Ziti loves going to the vet. Even through the pain of two heartworm treatments, she shows up on her best behavior, tail wagging and ready to see her medical pals. So Alison and I weren’t too worried about getting her to the clinic. Of course, we had our concerns about the surgery, given that Ziti needed to be anesthetized, but it’s also a procedure that’s done every day, which put our minds more at ease. What we were most anxious about was her recovery.
The adjectives that come to mind immediately when thinking of Ziti are loving, dorky, and energetic. The dorky and energetic parts concerned us. We didn’t want her tearing stitches or injuring herself further through enthusiasm, clumsiness, or a combination of the two. Alison and I haven’t given much thought to those things since Sunday, though.
Saturday night, Ziti was intensely nesting on our bed and panting. We thought the painkiller hadn’t kicked in and she was trying to manage her soreness. Eventually she settled in and went to sleep. We woke up to a different dog Sunday morning.
Ziti was downright manic. I couldn’t leave her sight without her crying. She’d make a nest on the couch and then remake it a few minutes later. Panting was incessant. She needed to go out regularly to pee, but then she wouldn’t really go all that much. I was ready to call the emergency vet and bring her in.
That’s when I noticed it.
Laying next to me on the couch, Ziti curled her head under her belly, and I thought she was going to mess around with her stitches, which she hadn’t done up to that point. As I looked, I saw white fluid, and I immediately worried that she had an infection. A closer look revealed that it wasn’t pus, though. It was, despite all expectations, milk. Or at least a milk-like substance. Ziti was lactating.
A quick Google search confirmed that dogs can sometimes have false pregnancies after being spayed. Typically, about a month and a half or so after a dog goes into heat, the progesterone hormone decreases in her body, while prolactin increases. However, when a dog is spayed, the change in these hormone levels happens so quickly that her body reads the change as being pregnant. A false pregnancy after being spayed can last for up to three weeks.

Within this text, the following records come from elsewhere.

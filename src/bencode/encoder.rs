//! Canonical bencode encoding.
//!
//! The encoder always sorts dictionary keys ascending by raw byte value
//! before emission; this is what makes two semantically equal values
//! serialize to the same bytes, which the info-hash depends on.
use super::Value;
use tracing::instrument;

#[instrument(skip(buf, s), level = "trace")]
fn encode_string(buf: &mut Vec<u8>, s: &[u8]) {
    buf.extend_from_slice(s.len().to_string().as_bytes());
    buf.push(b':');
    buf.extend_from_slice(s);
}

#[instrument(skip(buf), level = "trace")]
fn encode_integer(buf: &mut Vec<u8>, i: i64) {
    buf.push(b'i');
    buf.extend_from_slice(i.to_string().as_bytes());
    buf.push(b'e');
}

#[instrument(skip(buf, list), level = "trace")]
fn encode_list(buf: &mut Vec<u8>, list: &[Value]) {
    buf.push(b'l');
    for item in list {
        encode_value(buf, item);
    }
    buf.push(b'e');
}

#[instrument(skip(buf, dict), level = "trace")]
fn encode_dict(buf: &mut Vec<u8>, dict: &super::Dict) {
    buf.push(b'd');
    let mut entries: Vec<_> = dict.iter().collect();
    entries.sort_by(|(a, _), (b, _)| a.cmp(b));
    for (key, value) in entries {
        encode_string(buf, key);
        encode_value(buf, value);
    }
    buf.push(b'e');
}

#[instrument(skip(buf), level = "trace")]
pub(super) fn encode_value(buf: &mut Vec<u8>, value: &Value) {
    match value {
        Value::String(s) => encode_string(buf, s),
        Value::Integer(i) => encode_integer(buf, *i),
        Value::List(list) => encode_list(buf, list),
        Value::Dict(dict) => encode_dict(buf, dict),
    }
}

#[cfg(test)]
mod tests {
    use super::super::{decode, encode, Dict, Value};

    #[test]
    fn encodes_each_value_kind() {
        assert_eq!(encode(&Value::Integer(42)), b"i42e");
        assert_eq!(encode(&Value::String(b"spam".to_vec())), b"4:spam");
        assert_eq!(
            encode(&Value::List(vec![
                Value::Integer(1),
                Value::String(b"hello".to_vec())
            ])),
            b"li1e5:helloe"
        );
    }

    #[test]
    fn canonical_encoding_is_stable_across_insertion_order() {
        let mut a = Dict::new();
        a.insert(b"b".to_vec(), Value::Integer(1));
        a.insert(b"a".to_vec(), Value::Integer(2));

        let mut b = Dict::new();
        b.insert(b"a".to_vec(), Value::Integer(2));
        b.insert(b"b".to_vec(), Value::Integer(1));

        assert_eq!(encode(&Value::Dict(a)), encode(&Value::Dict(b)));
    }

    #[test]
    fn semantic_round_trip_through_decode_encode_decode() {
        let input = b"d3:bar4:spam3:fooi42e4:listl1:a1:beee";
        let decoded_once = decode(input).unwrap();
        let reencoded = encode(&decoded_once);
        let decoded_twice = decode(&reencoded).unwrap();
        assert_eq!(decoded_once, decoded_twice);
    }
}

All this was confirmed by our vet, and we were given a sedative that Ziti can take as needed when she gets ramped up. I’m glad she can get that sort of relief. But this whole thing is sort of breaking my heart.

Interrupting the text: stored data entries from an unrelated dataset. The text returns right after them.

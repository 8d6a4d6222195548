//! Peer wire protocol: handshake, message framing, per-peer sessions and
//! the peer manager that admits and supervises them.
use thiserror::Error;

pub mod handshake;
pub mod manager;
pub mod message;
pub mod session;

pub use handshake::Handshake;
pub use manager::PeerManager;
pub use message::Message;

#[derive(Debug, Error)]
pub enum PeerError {
    #[error("io error: {0}")]
    Io(#[from] std::io::Error),

    #[error("handshake protocol string length was not 19")]
    PstrLenZero,

    #[error("handshake protocol identifier was not \"BitTorrent protocol\"")]
    BadProtocol,

    #[error("handshake info-hash did not match the expected torrent")]
    InfoHashMismatch,

    #[error("handshake peer-id did not match the expected peer")]
    PeerIdMismatch,

    #[error("timed out waiting for peer")]
    Timeout,

    #[error("message payload was truncated for id {0}")]
    TruncatedPayload(u8),
}

pub type PeerResult<T> = std::result::Result<T, PeerError>;
//! Host-facing API: open a parsed torrent, start its tracker and peer
//! managers, and observe progress through an event channel.
use std::sync::atomic::Ordering;
use std::sync::Arc;

use tokio::sync::mpsc;
use tokio::task::JoinHandle;
use tracing::instrument;

use crate::config::ClientConfig;
use crate::event::{ClientEvent, EVENT_CHANNEL_CAPACITY};
use crate::peer::manager::PeerManager;
use crate::peer_id::PeerId;
use crate::torrent::Metainfo;
use crate::tracker::manager::{PeerSink, TrackerManager, TransferStats};

/// A torrent, constructed but not yet driving any I/O until [`TorrentHandle::start`]
/// is called.
pub struct TorrentHandle {
    metainfo: Metainfo,
    config: ClientConfig,
    peer_id: PeerId,
    stats: Arc<TransferStats>,
    events_tx: mpsc::Sender<ClientEvent>,
    events_rx: Option<mpsc::Receiver<ClientEvent>>,
    running: Option<Running>,
}

struct Running {
    tracker_manager: TrackerManager,
    peer_manager: PeerManager,
}

/// Parses `.torrent` bytes and constructs a [`TorrentHandle`] without
/// starting any tracker or peer activity.
#[instrument(skip(torrent_bytes, config), level = "info")]
pub fn open_torrent(torrent_bytes: &[u8], config: ClientConfig) -> anyhow::Result<TorrentHandle> {
    let metainfo = crate::torrent::metainfo::parse(torrent_bytes)?;
    Ok(open_metainfo(metainfo, config))
}

/// Same as [`open_torrent`] but for an already-parsed [`Metainfo`].
pub fn open_metainfo(metainfo: Metainfo, config: ClientConfig) -> TorrentHandle {
    let peer_id = PeerId::generate();
    let (events_tx, events_rx) = mpsc::channel(EVENT_CHANNEL_CAPACITY);

    let stats = Arc::new(TransferStats::default());
    stats
        .left
        .store(metainfo.total_size().max(0) as u64, Ordering::SeqCst);

    TorrentHandle {
        metainfo,
        config,
        peer_id,
        stats,
        events_tx,
        events_rx: Some(events_rx),
        running: None,
    }
}

impl TorrentHandle {
    pub fn peer_id(&self) -> PeerId {
        self.peer_id
    }

    /// Begins the tracker announce loops and the peer manager's dial
    /// workers. Idempotent beyond the first call, which returns the join
    /// handle of the internal candidate-forwarding task; later calls return
    /// a handle to an already-finished no-op task.
    #[instrument(skip(self), level = "info")]
    pub fn start(&mut self) -> JoinHandle<()> {
        if let Some(running) = &self.running {
            let peer_manager = running.peer_manager.clone();
            return tokio::spawn(async move {
                let _ = peer_manager;
            });
        }

        let (peer_sink, mut peer_candidates): (PeerSink, _) = mpsc::channel(64);

        let tracker_manager = TrackerManager::spawn(
            self.metainfo.announce_urls.clone(),
            *self.metainfo.info.hash.as_bytes(),
            *self.peer_id.as_bytes(),
            self.config.listen_port,
            Arc::clone(&self.stats),
            self.config.tracker.clone(),
            peer_sink,
            self.events_tx.clone(),
        );

        let peer_manager = PeerManager::spawn(
            *self.metainfo.info.hash.as_bytes(),
            self.peer_id,
            self.metainfo.info.num_pieces(),
            self.config.peer.clone(),
            self.events_tx.clone(),
        );

        let forwarder_manager = peer_manager.clone();
        let forward_task = tokio::spawn(async move {
            while let Some(peers) = peer_candidates.recv().await {
                for addr in peers {
                    forwarder_manager.submit_candidate(addr);
                }
            }
        });

        self.running = Some(Running {
            tracker_manager,
            peer_manager,
        });

        forward_task
    }

    /// Takes ownership of the event receiver. Only the first caller gets
    /// `Some`; subsequent calls get `None`.
    pub fn events(&mut self) -> Option<mpsc::Receiver<ClientEvent>> {
        self.events_rx.take()
    }

    /// Updates transfer stats the tracker manager reports on the next
    /// announce.
    pub fn update_stats(&self, uploaded: u64, downloaded: u64, left: u64) {
        self.stats.uploaded.store(uploaded, Ordering::SeqCst);
        self.stats.downloaded.store(downloaded, Ordering::SeqCst);
        self.stats.left.store(left, Ordering::SeqCst);
    }

    pub async fn peer_count(&self) -> usize {
        match &self.running {
            Some(running) => running.peer_manager.admitted_count().await,
            None => 0,
        }
    }

    /// Coordinated, idempotent shutdown: stops tracker loops (each makes a
    /// best-effort `stopped` announce) and the peer manager (stops every
    /// session and waits for its tasks). A no-op if [`TorrentHandle::start`]
    /// was never called.
    #[instrument(skip(self), level = "info")]
    pub async fn stop(&self) {
        if let Some(running) = &self.running {
            running.tracker_manager.stop();
            running.peer_manager.stop().await;
        }
    }
}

First, there’s the irony that goes with getting our dog fixed so she won’t get pregnant, and then she “gets pregnant.”
More than that, by all indications over the past few days, Ziti would be an amazing mother. She seeks out her toys to wash, nuzzle, and attempt to nurse. We try to keep them away from her so she won’t have such a drive to lactate, but she really wants to be a mommy right now. She also wants support. She stays right up tight to me. And when Alison comes in the room, Ziti shows visible relief to be around that female energy. Instead of curling up beside Alison like she does with me, she splays out, resting her head on Alison’s legs and looking up at her as if to say, “Motherhood. Am I right?”
Ziti has had puppies before. Sadly, they were conceived and birthed at a puppy mill. Most likely, Ziti did not have anything resembling the comfort and support she has here with us. She grew big with a litter developing inside her, did her best to stay comfortable, and gave birth within the lonely confines of a kennel. I don’t doubt that when her litters were born, she loved them hard and took care of them as best she could. My overthinking mind worries that right now, as she lays beside me, Ziti is relieved that she can be pregnant and have a litter in a safe space where she and her puppies will be loved.

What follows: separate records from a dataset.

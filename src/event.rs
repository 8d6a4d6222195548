//! The push event stream exposed to an embedding host. Internal tracker and
//! peer code paths never call into host code directly: they post a
//! [`ClientEvent`] onto a bounded channel and move on, so a slow or absent
//! consumer never stalls a tracker loop or a peer session.
use std::net::SocketAddr;
use std::time::Duration;

#[derive(Debug, Clone, PartialEq)]
pub enum ClientEvent {
    TrackerAnnounce {
        url: String,
        seeders: Option<i64>,
        leechers: Option<i64>,
        interval: Duration,
        min_interval: Option<Duration>,
        peers_count: usize,
    },
    TrackerScrape {
        url: String,
        seeders: Option<i64>,
        leechers: Option<i64>,
    },
    PeerStarted {
        addr: SocketAddr,
    },
    PeerStopped {
        addr: SocketAddr,
    },
    PeerMessage {
        addr: SocketAddr,
        kind: &'static str,
    },
}

/// Capacity of the event channel handed to embedding hosts (§4.8).
pub const EVENT_CHANNEL_CAPACITY: usize = 256;

/// Sends an event without blocking; drops it on a full channel rather than
/// ever stalling the caller. A host that cannot keep up loses events, not
/// progress.
pub fn emit(tx: &tokio::sync::mpsc::Sender<ClientEvent>, event: ClientEvent) {
    if let Err(err) = tx.try_send(event) {
        tracing::debug!(?err, "dropping client event: channel full or closed");
    }
}
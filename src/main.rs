//! Thin CLI exerciser around the `torrent-core` library: parse a `.torrent`
//! file, start its tracker and peer managers, and print events until
//! interrupted.
use std::path::PathBuf;
use std::time::Duration;

use clap::Parser;
use tracing_subscriber::EnvFilter;

use torrent_core::{open_torrent, ClientConfig, ClientEvent};

#[derive(Parser, Debug)]
#[command(name = "torrentd", about = "Runs the BitTorrent client core against a .torrent file")]
struct Cli {
    /// Path to a .torrent file.
    torrent_path: PathBuf,

    /// Local port advertised to trackers and peers.
    #[arg(long, default_value_t = 6881)]
    listen_port: u16,

    /// Maximum number of simultaneously admitted peers.
    #[arg(long)]
    max_peers: Option<usize>,

    /// Number of concurrent dial workers.
    #[arg(long)]
    dial_workers: Option<usize>,

    /// Peers requested per tracker announce.
    #[arg(long)]
    num_want: Option<i64>,
}

#[tokio::main]
async fn main() -> anyhow::Result<()> {
    tracing_subscriber::fmt()
        .with_env_filter(EnvFilter::try_from_default_env().unwrap_or_else(|_| EnvFilter::new("info")))
        .init();

    let cli = Cli::parse();
    let torrent_bytes = std::fs::read(&cli.torrent_path)?;

    let mut config = ClientConfig {
        listen_port: cli.listen_port,
        ..Default::default()
    };
    if let Some(max_peers) = cli.max_peers {
        config.peer.max_peers = max_peers;
    }
    if let Some(dial_workers) = cli.dial_workers {
        config.peer.dial_workers = dial_workers;
    }
    if let Some(num_want) = cli.num_want {
        config.tracker.num_want = num_want;
    }

    let mut handle = open_torrent(&torrent_bytes, config)?;
    let mut events = handle.events().expect("events receiver taken exactly once");
    handle.start();

    tracing::info!("torrent started, listening for events (ctrl-c to stop)");

    loop {
        tokio::select! {
            _ = tokio::signal::ctrl_c() => {
                tracing::info!("shutting down");
                break;
            }
            event = events.recv() => {
                match event {
                    Some(event) => log_event(&event),
                    None => break,
                }
            }
        }
    }

    handle.stop().await;
    Ok(())
}

fn log_event(event: &ClientEvent) {
    match event {
        ClientEvent::TrackerAnnounce { url, peers_count, interval, .. } => {
            tracing::info!(%url, peers_count, interval = ?interval_display(*interval), "tracker announce");
        }
        ClientEvent::TrackerScrape { url, seeders, leechers } => {
            tracing::info!(%url, ?seeders, ?leechers, "tracker scrape");
        }
        ClientEvent::PeerStarted { addr } => tracing::info!(%addr, "peer connected"),
        ClientEvent::PeerStopped { addr } => tracing::info!(%addr, "peer disconnected"),
        ClientEvent::PeerMessage { addr, kind } => tracing::debug!(%addr, kind, "peer message"),
    }
}

fn interval_display(interval: Duration) -> String {
    format!("{}s", interval.as_secs())
}
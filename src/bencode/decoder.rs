//! Bencode decoding: consume exactly one value from a byte slice, returning
//! the value and the unread remainder.
use super::{BencodeError, Dict, Result, Value};
use tracing::instrument;

/// Decodes one value from the front of `bytes`, returning it with whatever
/// bytes follow it unconsumed.
#[instrument(skip(bytes), level = "trace")]
pub fn decode_value(bytes: &[u8]) -> Result<(Value, &[u8])> {
    match bytes.first() {
        None => Err(BencodeError::UnexpectedEof),
        Some(b'i') => decode_integer(bytes).map(|(i, rest)| (Value::Integer(i), rest)),
        Some(b'l') => decode_list(bytes).map(|(l, rest)| (Value::List(l), rest)),
        Some(b'd') => decode_dict(bytes).map(|(d, rest)| (Value::Dict(d), rest)),
        Some(b'0'..=b'9') => {
            decode_string(bytes).map(|(s, rest)| (Value::String(s), rest))
        }
        Some(&other) => Err(BencodeError::BadPrefix(other)),
    }
}

/// Decodes a bencode byte string: `<ascii non-negative decimal>:<bytes>`.
#[instrument(skip(bytes), level = "trace")]
fn decode_string(bytes: &[u8]) -> Result<(Vec<u8>, &[u8])> {
    let colon = bytes
        .iter()
        .position(|&b| b == b':')
        .ok_or(BencodeError::UnexpectedEof)?;
    let len_str =
        std::str::from_utf8(&bytes[..colon]).map_err(|_| BencodeError::InvalidInteger)?;
    if len_str.starts_with('-') {
        return Err(BencodeError::NegativeLength);
    }
    let len: usize = len_str.parse().map_err(|_| BencodeError::InvalidInteger)?;

    let data_start = colon + 1;
    let available = bytes.len().saturating_sub(data_start);
    if available < len {
        return Err(BencodeError::TruncatedString {
            declared: len,
            available,
        });
    }
    let data_end = data_start + len;
    Ok((bytes[data_start..data_end].to_vec(), &bytes[data_end..]))
}

/// Decodes a bencode integer: `i<signed decimal>e`. Rejects leading zeros
/// (other than a lone `0`), `-0`, and an empty mantissa.
#[instrument(skip(bytes), level = "trace")]
fn decode_integer(bytes: &[u8]) -> Result<(i64, &[u8])> {
    debug_assert_eq!(bytes.first(), Some(&b'i'));
    let end = bytes
        .iter()
        .position(|&b| b == b'e')
        .ok_or(BencodeError::UnexpectedEof)?;
    let digits = &bytes[1..end];
    let num_str = std::str::from_utf8(digits).map_err(|_| BencodeError::InvalidInteger)?;

    if num_str.is_empty() {
        return Err(BencodeError::InvalidInteger);
    }
    if num_str == "-0" {
        return Err(BencodeError::InvalidInteger);
    }
    let digits_only = num_str.strip_prefix('-').unwrap_or(num_str);
    if digits_only.len() > 1 && digits_only.starts_with('0') {
        return Err(BencodeError::InvalidInteger);
    }

    let value = num_str.parse::<i64>().map_err(|_| BencodeError::InvalidInteger)?;
    Ok((value, &bytes[end + 1..]))
}

/// Decodes a bencode list: `l<value>*e`.
#[instrument(skip(bytes), level = "trace")]
fn decode_list(bytes: &[u8]) -> Result<(Vec<Value>, &[u8])> {
    debug_assert_eq!(bytes.first(), Some(&b'l'));
    let mut rest = &bytes[1..];
    let mut items = Vec::new();

    loop {
        match rest.first() {
            None => return Err(BencodeError::UnexpectedEof),
            Some(b'e') => {
                rest = &rest[1..];
                break;
            }
            _ => {
                let (item, remainder) = decode_value(rest)?;
                items.push(item);
                rest = remainder;
            }
        }
    }
    Ok((items, rest))
}

/// Decodes a bencode dictionary: `d(<string><value>)*e`. Keys must be byte
/// strings; duplicates overwrite (last wins) without disturbing the
/// insertion-order position of the first occurrence.
#[instrument(skip(bytes), level = "trace")]
fn decode_dict(bytes: &[u8]) -> Result<(Dict, &[u8])> {
    debug_assert_eq!(bytes.first(), Some(&b'd'));
    let mut rest = &bytes[1..];
    let mut dict = Dict::new();

    loop {
        match rest.first() {
            None => return Err(BencodeError::UnexpectedEof),
            Some(b'e') => {
                rest = &rest[1..];
                break;
            }
            Some(b'0'..=b'9') => {
                let (key, remainder) = decode_string(rest)?;
                let (value, remainder) = decode_value(remainder)?;
                dict.insert(key, value);
                rest = remainder;
            }
            _ => return Err(BencodeError::DictKeyNotString),
        }
    }
    Ok((dict, rest))
}

#[cfg(test)]
mod tests {
    use super::*;
    use crate::bencode::decode;

    #[test]
    fn decodes_integer_boundaries() {
        assert_eq!(decode(b"i0e").unwrap().as_integer(), Some(0));
        assert_eq!(decode(b"i-42e").unwrap().as_integer(), Some(-42));
        assert!(matches!(decode(b"i01e"), Err(BencodeError::InvalidInteger)));
        assert!(matches!(decode(b"i-0e"), Err(BencodeError::InvalidInteger)));
        assert!(matches!(decode(b"ie"), Err(BencodeError::InvalidInteger)));
    }

    #[test]
    fn decodes_nested_list_and_dict() {
        let value = decode(b"d4:listl1:a1:bee").unwrap();
        let dict = value.as_dict().unwrap();
        let list = dict.get(b"list").unwrap().as_list().unwrap();
        assert_eq!(list.len(), 2);
        assert_eq!(list[0].as_bytes(), Some(&b"a"[..]));
    }

    #[test]
    fn duplicate_keys_last_wins_in_place() {
        let value = decode(b"d1:ai1e1:bi2e1:ai3ee").unwrap();
        let dict = value.as_dict().unwrap();
        assert_eq!(dict.get(b"a").unwrap().as_integer(), Some(3));
        assert_eq!(dict.len(), 2);
    }

    #[test]
    fn rejects_truncated_string() {
        assert!(matches!(
            decode(b"5:ab"),
            Err(BencodeError::TruncatedString { .. })
        ));
    }

    #[test]
    fn trailing_data_rejected_only_at_top_level() {
        assert!(matches!(decode(b"i1ei2e"), Err(BencodeError::TrailingData(_))));
        let (_, rest) = super::decode_value(b"i1ei2e").unwrap();
        assert_eq!(rest, b"i2e");
    }
}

And … it just won’t happen.
Because it can’t anymore.
And we’re responsible for that.
In the long run, Ziti being spayed is in her best interest. She’s been through a lot of physical and mental trauma, and birthing another batch of pups would be tough on her. But short term, this situation sucks.
The thing that’s not lost on me (and has been pointed out a couple of times) is when this is happening.
It’s the time of year for stories of an unexpected pregnancy under seemingly impossible circumstances. For tales of finding shelter when it seems there is none left. For narratives built on hope, mystery, and miracles.
Sometimes those things are revealed to us as clear as a cloudless sky in August. Other times, they are obscured in fog, requiring thoughtful searching. And sometimes they show up as a loving, dorky, energetic dog who’s just happy to be here.